## SOURCE DATA:
────
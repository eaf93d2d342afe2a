// SPDX-License-Identifier: BUSL-1.1
// Copyright (c) 2026 Alfred Jean LLC

//! HTTP API connector.
//!
//! The command is a JSON document `{"method": "GET", "endpoint": "/x",
//! "body": {...}}` executed against the configured base URL.

use crate::config::ConnectionConfig;
use crate::outcome::ExecOutcome;
use serde::Deserialize;
use serde_json::Value;
use std::time::{Duration, Instant};

#[derive(Debug, Deserialize)]
struct ApiCommand {
    #[serde(default = "default_method")]
    method: String,
    #[serde(default = "default_endpoint")]
    endpoint: String,
    #[serde(default)]
    body: Option<Value>,
}

fn default_method() -> String {
    "GET".to_string()
}

fn default_endpoint() -> String {
    "/".to_string()
}

pub async fn execute(
    command: &str,
    config: &ConnectionConfig,
    timeout: Duration,
) -> ExecOutcome {
    let Some(base_url) = config.base_url.as_deref().filter(|u| !u.is_empty()) else {
        return ExecOutcome::connection_failure("API connector requires base_url.");
    };

    let api_command: ApiCommand = match serde_json::from_str(command) {
        Ok(parsed) => parsed,
        Err(error) => {
            return ExecOutcome::failure(format!("Invalid API command JSON: {error}"), -1)
        }
    };

    let method = match api_command.method.to_ascii_uppercase().parse::<reqwest::Method>() {
        Ok(method) => method,
        Err(_) => {
            return ExecOutcome::failure(
                format!("Unsupported HTTP method: {}", api_command.method),
                -1,
            )
        }
    };

    let url = format!(
        "{}/{}",
        base_url.trim_end_matches('/'),
        api_command.endpoint.trim_start_matches('/')
    );

    let client = match reqwest::Client::builder().timeout(timeout).build() {
        Ok(client) => client,
        Err(error) => return ExecOutcome::connection_failure(error.to_string()),
    };

    let mut request = client.request(method, &url);
    for (name, value) in &config.headers {
        request = request.header(name, value);
    }
    if let Some(api_key) = &config.api_key {
        request = request.bearer_auth(api_key);
    }
    if let Some(body) = &api_command.body {
        request = request.json(body);
    }

    let started = Instant::now();
    match request.send().await {
        Ok(response) => {
            let status = response.status();
            let text = response.text().await.unwrap_or_default();
            ExecOutcome {
                success: status.is_success(),
                output: text,
                error: if status.as_u16() >= 400 {
                    format!("HTTP {}", status.as_u16())
                } else {
                    String::new()
                },
                exit_code: status.as_u16() as i32,
                duration_ms: started.elapsed().as_millis() as u64,
                ..ExecOutcome::default()
            }
        }
        Err(error) => {
            tracing::error!(%url, %error, "api execution error");
            ExecOutcome::connection_failure(error.to_string())
        }
    }
}
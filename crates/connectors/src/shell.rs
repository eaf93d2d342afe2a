// SPDX-License-Identifier: BUSL-1.1
// Copyright (c) 2026 Alfred Jean LLC

//! Shell selection and quoting for command execution.

/// Escape a string for safe use inside shell single-quoted contexts.
///
/// Single quotes in the value are replaced with `'\''` (end quote, escaped
/// literal quote, start quote), the standard bash idiom for embedding a
/// single quote inside a single-quoted string.
pub fn shell_quote(s: &str) -> String {
    format!("'{}'", s.replace('\'', "'\\''"))
}

/// Build the remote command string for a given shell preference.
///
/// Windows shells run under PowerShell; POSIX shells get a login shell
/// (`-lc`); anything else falls back to `-c`. No shell means the raw
/// command.
pub fn remote_command(command: &str, shell: Option<&str>) -> String {
    let Some(shell) = shell.map(str::trim).filter(|s| !s.is_empty()) else {
        return command.to_string();
    };
    let lower = shell.to_ascii_lowercase();
    if lower.starts_with("power") {
        format!("powershell -Command {}", shell_quote(command))
    } else if matches!(lower.as_str(), "bash" | "sh" | "zsh" | "ksh") {
        format!("{lower} -lc {}", shell_quote(command))
    } else {
        format!("{shell} -c {}", shell_quote(command))
    }
}

/// Program + argv for running a command on the local host.
pub fn local_invocation(command: &str, shell: Option<&str>) -> (String, Vec<String>) {
    let shell = shell.map(str::trim).filter(|s| !s.is_empty()).unwrap_or("bash");
    let lower = shell.to_ascii_lowercase();
    if lower.starts_with("power") {
        ("powershell".to_string(), vec!["-Command".to_string(), command.to_string()])
    } else if matches!(lower.as_str(), "bash" | "sh" | "zsh" | "ksh") {
        (lower, vec!["-lc".to_string(), command.to_string()])
    } else {
        (shell.to_string(), vec!["-c".to_string(), command.to_string()])
    }
}

#[cfg(test)]
#[path = "shell_tests.rs"]
mod tests;
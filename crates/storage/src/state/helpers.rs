// SPDX-License-Identifier: BUSL-1.1
// Copyright (c) 2026 Alfred Jean LLC

//! Lookup helpers shared by state modules.

use std::borrow::Borrow;
use std::collections::HashMap;
use std::hash::Hash;

/// Find a value by exact key or unique key prefix.
///
/// Returns `None` when the prefix is ambiguous (matches more than one key).
pub(super) fn find_by_prefix<'a, K, V>(map: &'a HashMap<K, V>, id: &str) -> Option<&'a V>
where
    K: Borrow<str> + Eq + Hash,
{
    if let Some(value) = map.get(id) {
        return Some(value);
    }
    let mut matched = None;
    for (key, value) in map {
        if key.borrow().starts_with(id) {
            if matched.is_some() {
                return None;
            }
            matched = Some(value);
        }
    }
    matched
}
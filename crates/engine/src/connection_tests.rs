// SPDX-License-Identifier: BUSL-1.1
// Copyright (c) 2026 Alfred Jean LLC

use super::*;
use crate::test_support::{harness, tenant};
use remedy_core::{Event, ExecutionSession, SessionId, Ticket};
use serde_json::json;

fn session_with_ticket(
    h: &crate::test_support::TestHarness,
    ticket: Option<Ticket>,
    runbook_metadata: Value,
) -> ExecutionSession {
    let runbook = crate::test_support::runbook_with_body("```yaml\nsteps:\n  - name: a\n    command: echo a\n```");
    let mut runbook = runbook;
    runbook.metadata = runbook_metadata;
    h.engine.store_runbook(runbook.clone()).unwrap();

    let ticket_id = ticket.map(|t| h.engine.upsert_ticket(t).unwrap().id);
    let session = ExecutionSession::builder()
        .id(SessionId::new())
        .tenant_id(tenant())
        .runbook_id(runbook.id)
        .build();
    let mut session = session;
    session.ticket_id = ticket_id;
    h.engine.commit(Event::SessionCreated { session: session.clone() }).unwrap();
    session
}

#[tokio::test]
async fn default_is_local() {
    let h = harness();
    let session = session_with_ticket(&h, None, Value::Null);
    let config = h.engine.resolve_connection_config(&session).await;
    assert_eq!(config.connector_type, "local");
}

#[tokio::test]
async fn ticket_ci_matches_stored_credential() {
    let h = harness();
    let mut material = serde_json::Map::new();
    material.insert("username".to_string(), json!("svc"));
    material.insert("password".to_string(), json!("pw"));
    h.engine
        .store_credential(
            remedy_core::Credential::builder()
                .tenant_id(tenant())
                .alias("web-ssh")
                .credential_type("ssh")
                .material(material)
                .host("web-01")
                .port(22u16)
                .build(),
        )
        .unwrap();

    let ticket = Ticket::builder()
        .tenant_id(tenant())
        .metadata(json!({"ci_name": "web-01"}))
        .build();
    let session = session_with_ticket(&h, Some(ticket), Value::Null);

    let config = h.engine.resolve_connection_config(&session).await;
    assert_eq!(config.connector_type, "ssh");
    assert_eq!(config.host.as_deref(), Some("web-01"));
    assert_eq!(config.username.as_deref(), Some("svc"));
    assert_eq!(config.ci_name.as_deref(), Some("web-01"));
    assert!(config.credential_id.is_some());
}

#[tokio::test]
async fn ticket_embedded_config_wins_over_runbook() {
    let h = harness();
    let ticket = Ticket::builder()
        .tenant_id(tenant())
        .metadata(json!({"connection_config": {"connector_type": "winrm", "host": "win-7"}}))
        .build();
    let session = session_with_ticket(
        &h,
        Some(ticket),
        json!({"connection_config": {"connector_type": "ssh", "host": "other"}}),
    );

    let config = h.engine.resolve_connection_config(&session).await;
    assert_eq!(config.connector_type, "winrm");
    assert_eq!(config.host.as_deref(), Some("win-7"));
}

#[tokio::test]
async fn runbook_metadata_config_is_the_fallback() {
    let h = harness();
    let session = session_with_ticket(
        &h,
        None,
        json!({"connection_config": {"connector_type": "database", "host": "db-1", "db_type": "postgresql"}}),
    );

    let config = h.engine.resolve_connection_config(&session).await;
    assert_eq!(config.connector_type, "database");
    assert_eq!(config.db_type.as_deref(), Some("postgresql"));
}

struct FixedDiscovery;

#[async_trait::async_trait]
impl CloudDiscovery for FixedDiscovery {
    async fn discover(&self, _tenant_id: &str, ci_name: &str) -> Option<ConnectionConfig> {
        Some(ConnectionConfig {
            connector_type: "azure_bastion".to_string(),
            resource_id: Some(format!(
                "/subscriptions/s/resourceGroups/rg/providers/Microsoft.Compute/virtualMachines/{ci_name}"
            )),
            ..ConnectionConfig::default()
        })
    }
}

#[tokio::test]
async fn cloud_discovery_is_consulted_for_unmatched_cis() {
    let h = crate::test_support::harness_with_discovery(std::sync::Arc::new(FixedDiscovery));
    let ticket = Ticket::builder()
        .tenant_id(tenant())
        .metadata(json!({"ci_name": "vm-worker-3"}))
        .build();
    let session = session_with_ticket(&h, Some(ticket), Value::Null);

    let config = h.engine.resolve_connection_config(&session).await;
    assert_eq!(config.connector_type, "azure_bastion");
    assert!(config.resource_id.as_deref().unwrap_or_default().ends_with("vm-worker-3"));
}
// SPDX-License-Identifier: BUSL-1.1
// Copyright (c) 2026 Alfred Jean LLC

//! Execution-event readback for the REST surface.

use crate::engine::{Engine, EngineError};
use remedy_core::{Clock, SessionEventKind, SessionId};
use serde::Serialize;
use serde_json::Value;

/// Serialized execution event with the envelope unwrapped: `payload` is the
/// inner application payload, `timestamp` the envelope timestamp.
#[derive(Debug, Clone, PartialEq, Serialize)]
pub struct EventView {
    pub id: u64,
    pub session_id: SessionId,
    #[serde(skip_serializing_if = "Option::is_none")]
    pub step_number: Option<u32>,
    pub event: SessionEventKind,
    pub payload: Value,
    pub stream_id: String,
    pub created_at: String,
    pub timestamp: String,
}

impl<C: Clock> Engine<C> {
    /// Events for a session with `id > since_id`, ascending, up to `limit`.
    pub fn list_session_events(
        &self,
        session_id: SessionId,
        since_id: Option<u64>,
        limit: usize,
    ) -> Result<Vec<EventView>, EngineError> {
        let state = self.state.lock();
        if !state.sessions.contains_key(&session_id) {
            return Err(EngineError::not_found(format!("execution session {session_id}")));
        }

        let since = since_id.unwrap_or(0);
        let views = state
            .events
            .get(&session_id)
            .map(|events| {
                events
                    .iter()
                    .filter(|event| event.id > since)
                    .take(limit)
                    .map(|event| EventView {
                        id: event.id,
                        session_id: event.session_id,
                        step_number: event.step_number.or(event.envelope.step_number),
                        event: event.kind,
                        payload: event.envelope.payload.clone(),
                        stream_id: event.stream_id.clone(),
                        created_at: remedy_core::iso8601_utc(event.created_at_ms),
                        timestamp: event.envelope.timestamp.clone(),
                    })
                    .collect()
            })
            .unwrap_or_default();
        Ok(views)
    }

    /// Find the persisted `session.command.requested` row whose payload
    /// carries the given command stream id. Used for idempotent replays of
    /// manual command submissions.
    pub(crate) fn command_event_by_stream_id(
        &self,
        session_id: SessionId,
        command_stream_id: &str,
    ) -> Option<EventView> {
        let state = self.state.lock();
        state.events.get(&session_id).and_then(|events| {
            events
                .iter()
                .find(|event| {
                    event.kind == SessionEventKind::CommandRequested
                        && event.envelope.payload.get("stream_id").and_then(|v| v.as_str())
                            == Some(command_stream_id)
                })
                .map(|event| EventView {
                    id: event.id,
                    session_id: event.session_id,
                    step_number: event.step_number.or(event.envelope.step_number),
                    event: event.kind,
                    payload: event.envelope.payload.clone(),
                    stream_id: command_stream_id.to_string(),
                    created_at: remedy_core::iso8601_utc(event.created_at_ms),
                    timestamp: event.envelope.timestamp.clone(),
                })
        })
    }
}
────
## TASK DIRECTIONS:
From the entries above, list each line with "response" in it.

## COMPLETED EXERCISE:
        Ok(response) => {
            let status = response.status();
            let text = response.text().await.unwrap_or_default();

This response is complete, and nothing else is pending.